▼▼▼
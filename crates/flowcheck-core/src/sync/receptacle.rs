//! Bounded FIFO of observed elements and the end-of-stream marker.

use std::{
    collections::VecDeque,
    fmt::Debug,
    sync::Arc,
    time::{Duration, Instant},
};

use flowcheck_proto::SignalError;
use parking_lot::{Condvar, Mutex};

use crate::{
    env::{TEST_BUFFER_SIZE, TestEnvironment},
    error::Failure,
};

/// One entry taken from a [`Receptacle`].
#[derive(Debug, Clone, PartialEq, Eq)]
pub enum Delivery<T> {
    /// An element.
    Next(T),
    /// The stream completed.
    EndOfStream,
}

struct Queue<T> {
    entries: VecDeque<Delivery<T>>,
    completed: bool,
}

/// Bounded buffer of `on_next` payloads followed by an optional
/// end-of-stream marker.
///
/// Producers call [`Receptacle::add`] and [`Receptacle::complete`] from any
/// thread; the scenario driver takes entries with deadlines. The capacity is
/// deliberately small: a producer that emits far more than was requested
/// trips a distinguishable [`Failure::Overflow`].
pub struct Receptacle<T> {
    env: Arc<TestEnvironment>,
    capacity: usize,
    queue: Mutex<Queue<T>>,
    arrived: Condvar,
}

impl<T: Debug> Receptacle<T> {
    /// Default capacity: twice the assumed stage buffer.
    pub const DEFAULT_CAPACITY: usize = 2 * TEST_BUFFER_SIZE;

    /// Create an empty receptacle with the default capacity.
    pub fn new(env: Arc<TestEnvironment>) -> Self {
        Self::with_capacity(env, Self::DEFAULT_CAPACITY)
    }

    /// Create an empty receptacle holding at most `capacity` elements.
    pub fn with_capacity(env: Arc<TestEnvironment>, capacity: usize) -> Self {
        Self {
            env,
            capacity,
            queue: Mutex::new(Queue { entries: VecDeque::new(), completed: false }),
            arrived: Condvar::new(),
        }
    }

    /// Buffer an element.
    ///
    /// Recorded as a failure (and dropped) after completion or when full.
    pub fn add(&self, value: T) {
        let mut queue = self.queue.lock();
        if queue.completed {
            drop(queue);
            self.env.flop(format!("unexpected element {value:?} received after stream completed"));
            return;
        }
        if queue.entries.len() >= self.capacity {
            drop(queue);
            self.env.record(Failure::Overflow {
                context: format!("receptacle rejected element {value:?}"),
                capacity: self.capacity,
            });
            return;
        }
        queue.entries.push_back(Delivery::Next(value));
        drop(queue);
        self.arrived.notify_all();
    }

    /// Append the end-of-stream marker. A second completion is a failure.
    pub fn complete(&self) {
        let mut queue = self.queue.lock();
        if queue.completed {
            drop(queue);
            self.env.flop("unexpected additional complete signal received");
            return;
        }
        queue.completed = true;
        queue.entries.push_back(Delivery::EndOfStream);
        drop(queue);
        self.arrived.notify_all();
    }

    /// Returns true once the end-of-stream marker was added.
    pub fn is_completed(&self) -> bool {
        self.queue.lock().completed
    }

    /// Number of entries waiting to be taken.
    pub fn len(&self) -> usize {
        self.queue.lock().entries.len()
    }

    /// Returns true if nothing is waiting to be taken.
    pub fn is_empty(&self) -> bool {
        self.len() == 0
    }

    fn pop_until(&self, deadline: Instant) -> Option<Delivery<T>> {
        let mut queue = self.queue.lock();
        loop {
            if let Some(entry) = queue.entries.pop_front() {
                return Some(entry);
            }
            if self.arrived.wait_until(&mut queue, deadline).timed_out() {
                return queue.entries.pop_front();
            }
        }
    }

    /// Take the next entry if one arrives within `window`, recording nothing.
    pub fn try_next_within(&self, window: Duration) -> Option<Delivery<T>> {
        self.pop_until(Instant::now() + window)
    }

    /// Take the next element, waiting up to the default timeout.
    pub fn next(&self, message: &str) -> Result<T, Failure> {
        self.next_within(self.env.default_timeout(), message)
    }

    /// Take the next element, waiting up to `timeout`.
    ///
    /// Fails on timeout and on end-of-stream.
    pub fn next_within(&self, timeout: Duration, message: &str) -> Result<T, Failure> {
        match self.pop_until(Instant::now() + timeout) {
            Some(Delivery::Next(value)) => Ok(value),
            Some(Delivery::EndOfStream) => Err(self
                .env
                .flop_and_fail(format!("{message}: expected element but got end-of-stream"))),
            None => {
                Err(self.env.flop_and_fail(format!("{message} within {} ms", timeout.as_millis())))
            },
        }
    }

    /// Take the next element or end-of-stream (`None`), waiting up to
    /// `timeout`.
    pub fn next_or_end_of_stream_within(
        &self,
        timeout: Duration,
        message: &str,
    ) -> Result<Option<T>, Failure> {
        match self.pop_until(Instant::now() + timeout) {
            Some(Delivery::Next(value)) => Ok(Some(value)),
            Some(Delivery::EndOfStream) => Ok(None),
            None => {
                Err(self.env.flop_and_fail(format!("{message} within {} ms", timeout.as_millis())))
            },
        }
    }

    /// Take `count` elements within one aggregate `timeout`.
    pub fn next_n(
        &self,
        count: usize,
        timeout: Duration,
        message: &str,
    ) -> Result<Vec<T>, Failure> {
        let deadline = Instant::now() + timeout;
        let mut values = Vec::with_capacity(count);
        while values.len() < count {
            match self.pop_until(deadline) {
                Some(Delivery::Next(value)) => values.push(value),
                Some(Delivery::EndOfStream) => {
                    return Err(self.env.flop_and_fail(format!(
                        "{message}: expected element but got end-of-stream after {} of {count}",
                        values.len()
                    )));
                },
                None => {
                    return Err(self.env.flop_and_fail(format!(
                        "{message} within {} ms (received {} of {count})",
                        timeout.as_millis(),
                        values.len()
                    )));
                },
            }
        }
        Ok(values)
    }

    /// Expect the end-of-stream marker to be next, waiting up to `timeout`.
    pub fn expect_completion_within(
        &self,
        timeout: Duration,
        message: &str,
    ) -> Result<(), Failure> {
        match self.pop_until(Instant::now() + timeout) {
            Some(Delivery::EndOfStream) => Ok(()),
            Some(Delivery::Next(value)) => Err(self.env.flop_and_fail(format!(
                "{message}: expected end-of-stream but got element [{value:?}]"
            ))),
            None => {
                Err(self.env.flop_and_fail(format!("{message} within {} ms", timeout.as_millis())))
            },
        }
    }

    /// Assert that nothing arrives during `window`.
    pub fn expect_none_within(&self, window: Duration, message: &str) -> Result<(), Failure> {
        match self.pop_until(Instant::now() + window) {
            None => Ok(()),
            Some(Delivery::Next(value)) => {
                Err(self.env.flop_and_fail(format!("{message} [{value:?}]")))
            },
            Some(Delivery::EndOfStream) => Err(self
                .env
                .flop_and_fail(format!("{message}: expected no element but got on_complete"))),
        }
    }

    /// Wait for the environment to capture an error of kind `E`.
    pub fn expect_error<E>(
        &self,
        total_timeout: Duration,
        poll_interval: Duration,
        message: &str,
    ) -> Result<SignalError, Failure>
    where
        E: std::error::Error + 'static,
    {
        self.env.expect_error::<E>(total_timeout, poll_interval, message)
    }
}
▲▲▲
**Task goal**
All the records above need to be printed exactly.

**Result for this task**
filename crates/flowcheck-core/src/sync/receptacle.rs
//! Bounded FIFO of observed elements and the end-of-stream marker.

use std::{
    collections::VecDeque,
    fmt::Debug,
    sync::Arc,
    time::{Duration, Instant},
};

use flowcheck_proto::SignalError;
use parking_lot::{Condvar, Mutex};

use crate::{
    env::{TEST_BUFFER_SIZE, TestEnvironment},
    error::Failure,
};

/// One entry taken from a [`Receptacle`].
#[derive(Debug, Clone, PartialEq, Eq)]
pub enum Delivery<T> {
    /// An element.
    Next(T),
    /// The stream completed.
    EndOfStream,
}

struct Queue<T> {
    entries: VecDeque<Delivery<T>>,
    completed: bool,
}

/// Bounded buffer of `on_next` payloads followed by an optional
/// end-of-stream marker.
///
/// Producers call [`Receptacle::add`] and [`Receptacle::complete`] from any
/// thread; the scenario driver takes entries with deadlines. The capacity is
/// deliberately small: a producer that emits far more than was requested
/// trips a distinguishable [`Failure::Overflow`].
pub struct Receptacle<T> {
    env: Arc<TestEnvironment>,
    capacity: usize,
    queue: Mutex<Queue<T>>,
    arrived: Condvar,
}

impl<T: Debug> Receptacle<T> {
    /// Default capacity: twice the assumed stage buffer.
    pub const DEFAULT_CAPACITY: usize = 2 * TEST_BUFFER_SIZE;

    /// Create an empty receptacle with the default capacity.
    pub fn new(env: Arc<TestEnvironment>) -> Self {
        Self::with_capacity(env, Self::DEFAULT_CAPACITY)
    }

    /// Create an empty receptacle holding at most `capacity` elements.
    pub fn with_capacity(env: Arc<TestEnvironment>, capacity: usize) -> Self {
        Self {
            env,
            capacity,
            queue: Mutex::new(Queue { entries: VecDeque::new(), completed: false }),
            arrived: Condvar::new(),
        }
    }

    /// Buffer an element.
    ///
    /// Recorded as a failure (and dropped) after completion or when full.
    pub fn add(&self, value: T) {
        let mut queue = self.queue.lock();
        if queue.completed {
            drop(queue);
            self.env.flop(format!("unexpected element {value:?} received after stream completed"));
            return;
        }
        if queue.entries.len() >= self.capacity {
            drop(queue);
            self.env.record(Failure::Overflow {
                context: format!("receptacle rejected element {value:?}"),
                capacity: self.capacity,
            });
            return;
        }
        queue.entries.push_back(Delivery::Next(value));
        drop(queue);
        self.arrived.notify_all();
    }

    /// Append the end-of-stream marker. A second completion is a failure.
    pub fn complete(&self) {
        let mut queue = self.queue.lock();
        if queue.completed {
            drop(queue);
            self.env.flop("unexpected additional complete signal received");
            return;
        }
        queue.completed = true;
        queue.entries.push_back(Delivery::EndOfStream);
        drop(queue);
        self.arrived.notify_all();
    }

    /// Returns true once the end-of-stream marker was added.
    pub fn is_completed(&self) -> bool {
        self.queue.lock().completed
    }

    /// Number of entries waiting to be taken.
    pub fn len(&self) -> usize {
        self.queue.lock().entries.len()
    }

    /// Returns true if nothing is waiting to be taken.
    pub fn is_empty(&self) -> bool {
        self.len() == 0
    }

    fn pop_until(&self, deadline: Instant) -> Option<Delivery<T>> {
        let mut queue = self.queue.lock();
        loop {
            if let Some(entry) = queue.entries.pop_front() {
                return Some(entry);
            }
            if self.arrived.wait_until(&mut queue, deadline).timed_out() {
                return queue.entries.pop_front();
            }
        }
    }

    /// Take the next entry if one arrives within `window`, recording nothing.
    pub fn try_next_within(&self, window: Duration) -> Option<Delivery<T>> {
        self.pop_until(Instant::now() + window)
    }

    /// Take the next element, waiting up to the default timeout.
    pub fn next(&self, message: &str) -> Result<T, Failure> {
        self.next_within(self.env.default_timeout(), message)
    }

    /// Take the next element, waiting up to `timeout`.
    ///
    /// Fails on timeout and on end-of-stream.
    pub fn next_within(&self, timeout: Duration, message: &str) -> Result<T, Failure> {
        match self.pop_until(Instant::now() + timeout) {
            Some(Delivery::Next(value)) => Ok(value),
            Some(Delivery::EndOfStream) => Err(self
                .env
                .flop_and_fail(format!("{message}: expected element but got end-of-stream"))),
            None => {
                Err(self.env.flop_and_fail(format!("{message} within {} ms", timeout.as_millis())))
            },
        }
    }

    /// Take the next element or end-of-stream (`None`), waiting up to
    /// `timeout`.
    pub fn next_or_end_of_stream_within(
        &self,
        timeout: Duration,
        message: &str,
    ) -> Result<Option<T>, Failure> {
        match self.pop_until(Instant::now() + timeout) {
            Some(Delivery::Next(value)) => Ok(Some(value)),
            Some(Delivery::EndOfStream) => Ok(None),
            None => {
                Err(self.env.flop_and_fail(format!("{message} within {} ms", timeout.as_millis())))
            },
        }
    }

    /// Take `count` elements within one aggregate `timeout`.
    pub fn next_n(
        &self,
        count: usize,
        timeout: Duration,
        message: &str,
    ) -> Result<Vec<T>, Failure> {
        let deadline = Instant::now() + timeout;
        let mut values = Vec::with_capacity(count);
        while values.len() < count {
            match self.pop_until(deadline) {
                Some(Delivery::Next(value)) => values.push(value),
                Some(Delivery::EndOfStream) => {
                    return Err(self.env.flop_and_fail(format!(
                        "{message}: expected element but got end-of-stream after {} of {count}",
                        values.len()
                    )));
                },
                None => {
                    return Err(self.env.flop_and_fail(format!(
                        "{message} within {} ms (received {} of {count})",
                        timeout.as_millis(),
                        values.len()
                    )));
                },
            }
        }
        Ok(values)
    }

    /// Expect the end-of-stream marker to be next, waiting up to `timeout`.
    pub fn expect_completion_within(
        &self,
        timeout: Duration,
        message: &str,
    ) -> Result<(), Failure> {
        match self.pop_until(Instant::now() + timeout) {
            Some(Delivery::EndOfStream) => Ok(()),
            Some(Delivery::Next(value)) => Err(self.env.flop_and_fail(format!(
                "{message}: expected end-of-stream but got element [{value:?}]"
            ))),
            None => {
                Err(self.env.flop_and_fail(format!("{message} within {} ms", timeout.as_millis())))
            },
        }
    }

    /// Assert that nothing arrives during `window`.
    pub fn expect_none_within(&self, window: Duration, message: &str) -> Result<(), Failure> {
        match self.pop_until(Instant::now() + window) {
            None => Ok(()),
            Some(Delivery::Next(value)) => {
                Err(self.env.flop_and_fail(format!("{message} [{value:?}]")))
            },
            Some(Delivery::EndOfStream) => Err(self
                .env
                .flop_and_fail(format!("{message}: expected no element but got on_complete"))),
        }
    }

    /// Wait for the environment to capture an error of kind `E`.
    pub fn expect_error<E>(
        &self,
        total_timeout: Duration,
        poll_interval: Duration,
        message: &str,
    ) -> Result<SignalError, Failure>
    where
        E: std::error::Error + 'static,
    {
        self.env.expect_error::<E>(total_timeout, poll_interval, message)
    }
}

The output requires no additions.